The idea behind the book was pretty simple: build a contained setting, pack it with a diverse cast of characters, then introduce chaos and examine it from various perspectives. As it developed, I decided that I also wanted to play around with genres4, experiment a little with tense and pronouns and pace, and geek out on structure. I managed to do all that, and I think it worked out okay5.
I’ll spare you my self-indulgence about subtext and themes and crap like that because I don’t even know what I’d be trying to say anyway6, and there’s a very real chance that the whole book is an incoherent mess and I’m just too crazy to see that. At this point, I’ve read everything in there at least twenty times in various stages of development, and I’ve grown completely blind to its flaws7. But I wrote it for me, to my own peculiar specifications, as something that I can reread years later and still enjoy8. Only time will tell if I pulled that off.
In the end, I don’t really know what to call it. Maybe it’s a deconstructed postmodern thriller that’s been reassembled into a short story collection flanked by novellas. Maybe it’s just a vehicle for me to riff on topics like inequality, deregulation, and hero worship; or perhaps it’s a bitter screed against a potential AI oligarchy. Honestly, I’m just too close to see it for what it really is. To me it’s just a fun story with an orgy9.
It’ll come out November 1510 in both paperback and e-book through Amazon11, at which point I’m also going to remove the older editions of The Roark, Matlock and Gabe’s…, and Wary of Astronauts12. Prior to release, I’ll post the prologue here, as well as a page of “trigger warnings13,” so you will be fully informed on whether or not you’d care to read it at all. But I hope that you do, and I hope that you enjoy it, and if your takeaway from reading it is that I’m a crazy14 person, then please have the decency to alert me to that fact15.
Thank you.
1I thought it would be funny to have a ridiculously long title, but even I got tired of that joke pretty quickly.
2No refunds!
3You might disagree, and that’s fair.
4It’s at parts action/adventure, thriller, sci-fi, psychological horror, comedy, drama, slice-of-life narrative, fake memoir, and fake journalism. I’m not saying that I did any of that particularly well, just that I tried to do all of it.
5You might disagree, and that’s fair.
6The last English class I passed was in the 10th grade, and it was just a mercy credit so the teacher wouldn’t risk seeing me again the next year.
7Though right up to the end I would still occasionally find a word out of place, so I’ll never be confident that I caught them all.
8And I reserve the right to change my mind later and hate it.

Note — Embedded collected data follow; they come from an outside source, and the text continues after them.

mod common;
mod logic;

use anyhow::{Context, Result};
use clap::Parser;
use colored::Colorize;
use std::fs::File;
use std::io::{BufWriter, Write, stdout};
use std::path::PathBuf;
use std::time::Instant;

use common::scenario::{all_scenarios, get_scenario, list_scenarios};
use common::split_csv;
use logic::{LogicTester, ScenarioResult, TesterAssets, resolve_seed_inputs};

#[derive(Debug, Parser)]
#[command(name = "wayfarer-tester", version)]
#[command(about = "Seeded logic checks for the Wayfarer itinerary planner")]
struct Args {
    /// Scenarios to run (comma-separated, `all` for every scenario)
    #[arg(long, default_value = "smoke")]
    scenarios: String,

    /// List all available scenarios and exit
    #[arg(long)]
    list_scenarios: bool,

    /// Seeds to run (comma-separated, decimal or 0x hex)
    #[arg(long, default_value = "1337")]
    seeds: String,

    /// Number of iterations per scenario and seed
    #[arg(long, default_value_t = 10)]
    iterations: usize,

    /// Output report format
    #[arg(long, default_value = "console")]
    #[arg(value_parser = ["json", "markdown", "console"])]
    report: String,

    /// Verbose output
    #[arg(short, long)]
    verbose: bool,

    /// Optional path to write the report output instead of stdout
    #[arg(long)]
    output: Option<PathBuf>,

    /// Destination catalog JSON to test instead of the embedded one
    #[arg(long)]
    catalog: Option<PathBuf>,
}

fn main() -> Result<()> {
    env_logger::init();
    let args = Args::parse();

    if maybe_list_scenarios(&args)? {
        return Ok(());
    }

    announce_banner();

    let start_time = Instant::now();
    let scenarios = expand_scenarios(&args.scenarios);
    let seeds = resolve_seed_inputs(&split_csv(&args.seeds))?;
    let assets = load_assets(&args)?;
    let results = run_logic_scenarios(&args, &scenarios, &seeds, &assets);

    write_reports(&args, &results, start_time)?;

    if results.iter().any(|r| !r.passed) {
        std::process::exit(1);
    }

    Ok(())
}

fn maybe_list_scenarios(args: &Args) -> Result<bool> {
    if !args.list_scenarios {
        return Ok(false);
    }
    let mut output_target = OutputTarget::new(args.output.clone())?;
    writeln!(output_target.writer(), "Available scenarios:")?;
    for (key, description) in list_scenarios() {
        writeln!(output_target.writer(), "  {key:25} - {description}")?;
    }
    output_target.flush_inner()?;
    Ok(true)
}

fn announce_banner() {
    println!("{}", "🧭 Wayfarer Logic Tester".bright_cyan().bold());
    println!("{}", "========================".cyan());
}

fn load_assets(args: &Args) -> Result<TesterAssets> {
    match &args.catalog {
        Some(path) => TesterAssets::with_catalog_file(path),
        None => Ok(TesterAssets::load_default()),
    }
}

fn expand_scenarios(scenarios_arg: &str) -> Vec<String> {
    let mut scenarios = split_csv(scenarios_arg);
    if scenarios.iter().any(|s| s == "all") {
        scenarios.retain(|s| s != "all");
        for scenario in all_scenarios() {
            if !scenarios.iter().any(|s| s == scenario.key) {
                scenarios.push(scenario.key.to_string());
            }
        }
    }
    scenarios
}

fn run_logic_scenarios(
    args: &Args,
    scenarios: &[String],
    seeds: &[u64],
    assets: &TesterAssets,
) -> Vec<ScenarioResult> {
    println!("{}", "🧠 Running Logic Tests".bright_yellow().bold());
    println!("{}", "-".repeat(30).yellow());

    let tester = LogicTester::new(assets, args.verbose);
    let mut results = Vec::new();
    for scenario_name in scenarios {
        if let Some(scenario) = get_scenario(scenario_name) {
            results.extend(tester.run_scenario(&scenario, seeds, args.iterations));
        } else {
            eprintln!("⚠️  Unknown scenario: {}", scenario_name.yellow());
        }
    }
    results
}

fn write_reports(args: &Args, results: &[ScenarioResult], start_time: Instant) -> Result<()> {
    let mut output_target = OutputTarget::new(args.output.clone())?;

    match args.report.as_str() {
        "json" => logic::reports::generate_json_report(&mut output_target, results)?,
        "markdown" => {
            if results.is_empty() {
                writeln!(
                    &mut output_target,
                    "# Wayfarer Logic Test Results\n\n_No scenarios executed._"
                )?;
            } else {
                logic::reports::generate_markdown_report(&mut output_target, results)?;
            }
        }
        _ => {
            if results.is_empty() {
                writeln!(&mut output_target, "No logic scenarios executed.")?;
            } else {
                logic::reports::generate_console_report(
                    &mut output_target,
                    results,
                    start_time.elapsed(),
                )?;
            }
        }
    }

    if args.report != "json" {
        let duration = start_time.elapsed();
        writeln!(&mut output_target)?;
        writeln!(&mut output_target, "🏁 Total time: {duration:?}")?;
    }
    output_target.flush_inner()?;
    Ok(())
}

enum OutputTarget {
    Stdout(BufWriter<std::io::Stdout>),
    File(BufWriter<File>),
}

impl OutputTarget {
    fn new(path: Option<PathBuf>) -> Result<Self> {
        if let Some(path) = path {
            let file = File::create(&path)
                .with_context(|| format!("failed to create {}", path.display()))?;
            Ok(Self::File(BufWriter::new(file)))
        } else {
            Ok(Self::Stdout(BufWriter::new(stdout())))
        }
    }

    fn writer(&mut self) -> &mut dyn Write {
        match self {
            Self::Stdout(w) => w,
            Self::File(w) => w,
        }
    }

    fn flush_inner(&mut self) -> std::io::Result<()> {
        match self {
            Self::Stdout(w) => w.flush(),
            Self::File(w) => w.flush(),
        }
    }
}

impl Write for OutputTarget {
    fn write(&mut self, buf: &[u8]) -> std::io::Result<usize> {
        self.writer().write(buf)
    }

    fn flush(&mut self) -> std::io::Result<()> {
        self.flush_inner()
    }
}

#[cfg(test)]
mod tests {
    use super::*;

    fn base_args() -> Args {
        Args {
            scenarios: "smoke".to_string(),
            list_scenarios: false,
            seeds: "1337".to_string(),
            iterations: 1,
            report: "json".to_string(),
            verbose: false,
            output: None,
            catalog: None,
        }
    }

    fn temp_file(label: &str) -> PathBuf {
        std::env::temp_dir().join(format!("wayfarer-tester-{label}-{}", std::process::id()))
    }

    #[test]
    fn expands_all_scenarios_keyword() {
        let expanded = expand_scenarios("smoke,all");
        assert_eq!(expanded[0], "smoke");
        assert!(expanded.contains(&"chat-cancel".to_string()));
        assert_eq!(expanded.len(), all_scenarios().len());
    }

    #[test]
    fn expand_scenarios_without_all_preserves_order() {
        let expanded = expand_scenarios("weather-bounds, smoke");
        assert_eq!(expanded, vec!["weather-bounds".to_string(), "smoke".to_string()]);
    }

    #[test]
    fn unknown_scenarios_are_skipped() {
        let assets = TesterAssets::load_default();
        let results = run_logic_scenarios(
            &base_args(),
            &["smoke".to_string(), "bogus".to_string()],
            &[7],
            &assets,
        );
        assert_eq!(results.len(), 1);
        assert!(results[0].passed);
    }

    #[test]
    fn write_reports_emits_json_output() {
        let temp = temp_file("report.json");
        let args = Args {
            output: Some(temp.clone()),
            ..base_args()
        };
        write_reports(&args, &[], Instant::now()).unwrap();
        let content = std::fs::read_to_string(temp).unwrap();
        assert_eq!(content.trim(), "[]");
    }

    #[test]
    fn maybe_list_scenarios_writes_output() {
        let temp = temp_file("scenarios.txt");
        let args = Args {
            list_scenarios: true,
            output: Some(temp.clone()),
            ..base_args()
        };
        assert!(maybe_list_scenarios(&args).unwrap());
        let content = std::fs::read_to_string(temp).unwrap();
        assert!(content.contains("Available scenarios"));
        assert!(content.contains("deterministic-replay"));
    }

    #[test]
    fn missing_catalog_path_fails_to_load() {
        let args = Args {
            catalog: Some(PathBuf::from("/no/such/catalog.json")),
            ..base_args()
        };
        assert!(load_assets(&args).is_err());
    }
}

Maybe even be embarrassed by it.
9I got the idea to include an orgy while reading The Great Gatsby and thinking that it would have been better if Fitzgerald had included one. If you were to measure the quality of literature by its frequency of orgies, my book would be one greater than The Great Gatsby.
10The book takes place on a Wednesday in mid-November, so it made sense to publish it on one.
11If you’re opposed to giving Amazon money, I respect that. Email me and I’m happy to send you a PDF. I go the Amazon route because it’s the only completely free option and I don’t have disposable income to squander on a silly vanity project.
12Which is why I’m going to dump some of the art that I used for various releases here, since it’s all going away.
13I don’t feel as though anything is really gratuitous and it’s all in good fun, but the whole book is influenced by a gleeful nihilism that might be objectionable to more sensitive readers. Discretion is advised.
14This is just an example of the kind of ableist language that appears at times in the book.
15So that I may disclose it to potential insurers, as it may affect my rates. They have a right to know.